Es hora también, ya que hablamos de filosofía española o mejor de la escrita en español, de apostar decididamente por esa comunidad filosófica iberoamericana siempre a construir, articular e impulsar para favorecer sin complejos y menos dependencias ese pensar en castellano que nos une a muchas personas en el mundo, siempre desde una grande, polifónica y rica pluralidad identitaria y cultural, más acá y más allá del océano. Y por eso se podría seguir actualizando, entre otros, al maestro de Aranguren el ʻvasco universalʼ Xavier Zubiri, pues, según su discípulo el médico Diego Gracia, “ni Ortega, ni Unamuno, han influido en la ética del último siglo tanto como Zubiri […] basta recordar los nombres de Aranguren e Ignacio Ellacuría”, así como en el campo de la bioética (Aranguren, 1996c, p. 15).[5]

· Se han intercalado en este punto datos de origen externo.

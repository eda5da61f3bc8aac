//! Instance batching
//!
//! Collects "draw this mesh at this world transform" requests for one frame.
//! Each request expands into one RenderInstance per submesh, in submesh
//! order, with materials registered in the bindless tables on the way.
//! Submitted meshes are kept alive in a frame mesh table, deduplicated by
//! identity, until the batcher is cleared.

use std::sync::Arc;
use glam::Mat4;
use rustc_hash::FxHashMap;
use crate::error::Result;
use crate::{engine_err, engine_trace};
use crate::render::{RenderInstance, ResourceRegistry};
use crate::resource::{Mesh, MeshId};

#[derive(Default)]
pub struct InstanceBatcher {
    instances: Vec<RenderInstance>,
    meshes: Vec<Arc<Mesh>>,
    mesh_indices: FxHashMap<MeshId, u32>,
}

impl InstanceBatcher {
    pub fn new() -> Self {
        Self::default()
    }

    /// Queue every submesh of `mesh` for drawing
    ///
    /// May be called any number of times per frame, with the same mesh or
    /// interleaved meshes. Draw order is submission order.
    ///
    /// # Arguments
    ///
    /// * `registry` - Bindless tables the submesh materials are registered in
    /// * `mesh` - Mesh to draw
    /// * `world_transform` - Applied on top of each submesh transform
    ///
    /// # Errors
    ///
    /// `Error::InvalidResource` if a submesh references a material the mesh
    /// does not have. Nothing is queued or registered in that case.
    pub fn submit(
        &mut self,
        registry: &mut ResourceRegistry,
        mesh: &Arc<Mesh>,
        world_transform: Mat4,
    ) -> Result<()> {
        // Look every material up before registering any, so a bad submesh
        // leaves both the batch and the registry untouched
        let materials = mesh
            .submeshes()
            .iter()
            .enumerate()
            .map(|(i, submesh)| {
                mesh.submesh_material(submesh).ok_or_else(|| {
                    engine_err!("sandbox::InstanceBatcher",
                        "Mesh '{}': submesh {} references missing material {}",
                        mesh.name(), i, submesh.material_index)
                })
            })
            .collect::<Result<Vec<_>>>()?;
        let material_indices: Vec<u32> = materials
            .into_iter()
            .map(|material| registry.add_or_get_material(material))
            .collect();

        let mesh_index = self.frame_mesh_index(mesh);
        self.instances.extend(
            mesh.submeshes()
                .iter()
                .zip(material_indices)
                .enumerate()
                .map(|(i, (submesh, material_index))| RenderInstance {
                    mesh_index,
                    submesh_index: i as u32,
                    material_index,
                    transform: world_transform * submesh.transform,
                }),
        );

        engine_trace!("sandbox::InstanceBatcher",
            "Submitted '{}' ({} instances queued)", mesh.name(), self.instances.len());
        Ok(())
    }

    fn frame_mesh_index(&mut self, mesh: &Arc<Mesh>) -> u32 {
        if let Some(&index) = self.mesh_indices.get(&mesh.id()) {
            return index;
        }
        let index = self.meshes.len() as u32;
        self.meshes.push(mesh.clone());
        self.mesh_indices.insert(mesh.id(), index);
        index
    }

    /// Queued instances, in draw order
    pub fn instances(&self) -> &[RenderInstance] {
        &self.instances
    }

    /// Meshes referenced by `RenderInstance::mesh_index`
    pub fn meshes(&self) -> &[Arc<Mesh>] {
        &self.meshes
    }

    pub fn len(&self) -> usize {
        self.instances.len()
    }

    pub fn is_empty(&self) -> bool {
        self.instances.is_empty()
    }

    /// Drop every instance and the frame mesh table
    pub fn clear(&mut self) {
        self.instances.clear();
        self.meshes.clear();
        self.mesh_indices.clear();
    }
}

#[cfg(test)]
#[path = "batcher_tests.rs"]
mod tests;
//! Resource-level material
//!
//! A material references at most two textures (albedo and normal map) plus
//! an albedo tint. Either texture may be missing. It owns no GPU objects of
//! its own: the bindless material table is built from materials by the
//! resource registry.

use std::sync::Arc;
use glam::Vec4;
use crate::resource::{MaterialId, Texture};

/// Surface description of a submesh
pub struct Material {
    id: MaterialId,
    name: String,
    albedo: Option<Arc<Texture>>,
    normal_map: Option<Arc<Texture>>,
    albedo_color: Vec4,
}

impl Material {
    /// Create a material with a fresh identity
    pub fn new(
        name: impl Into<String>,
        albedo: Option<Arc<Texture>>,
        normal_map: Option<Arc<Texture>>,
        albedo_color: Vec4,
    ) -> Self {
        Self {
            id: MaterialId::next(),
            name: name.into(),
            albedo,
            normal_map,
            albedo_color,
        }
    }

    /// White, untextured material
    pub fn untextured(name: impl Into<String>) -> Self {
        Self::new(name, None, None, Vec4::ONE)
    }

    pub fn id(&self) -> MaterialId {
        self.id
    }

    pub fn name(&self) -> &str {
        &self.name
    }

    pub fn albedo(&self) -> Option<&Arc<Texture>> {
        self.albedo.as_ref()
    }

    pub fn normal_map(&self) -> Option<&Arc<Texture>> {
        self.normal_map.as_ref()
    }

    /// RGBA tint multiplied with the albedo texture (or used alone without one)
    pub fn albedo_color(&self) -> Vec4 {
        self.albedo_color
    }
}

impl std::fmt::Debug for Material {
    fn fmt(&self, f: &mut std::fmt::Formatter<'_>) -> std::fmt::Result {
        f.debug_struct("Material")
            .field("id", &self.id)
            .field("name", &self.name)
            .field("albedo", &self.albedo.as_ref().map(|t| t.id()))
            .field("normal_map", &self.normal_map.as_ref().map(|t| t.id()))
            .field("albedo_color", &self.albedo_color)
            .finish()
    }
}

Y para terminar, como escribiera Antonio García Santesmases (2004, p. 263), Aranguren, igual que Enrique Tierno Galván —con quien compartió, además de con Agustín García Calvo, el apartamiento de la cátedra en 1965 por el régimen franquista—, no fue un “maestro de barro” representante avant la lettre del pensamiento débil, fragmentario o posmoderno sino que más bien mantuvo una voluntad de resistencia, cercana a la modernidad reflexiva y a la totalización crítica, desde una perspectiva ético-utópica. Me parece su mejor legado y estoy seguro de que en esa línea continuaría dando luz sobre las angustias y retos del incierto presente, comprometido y aportando sus sabias reflexiones.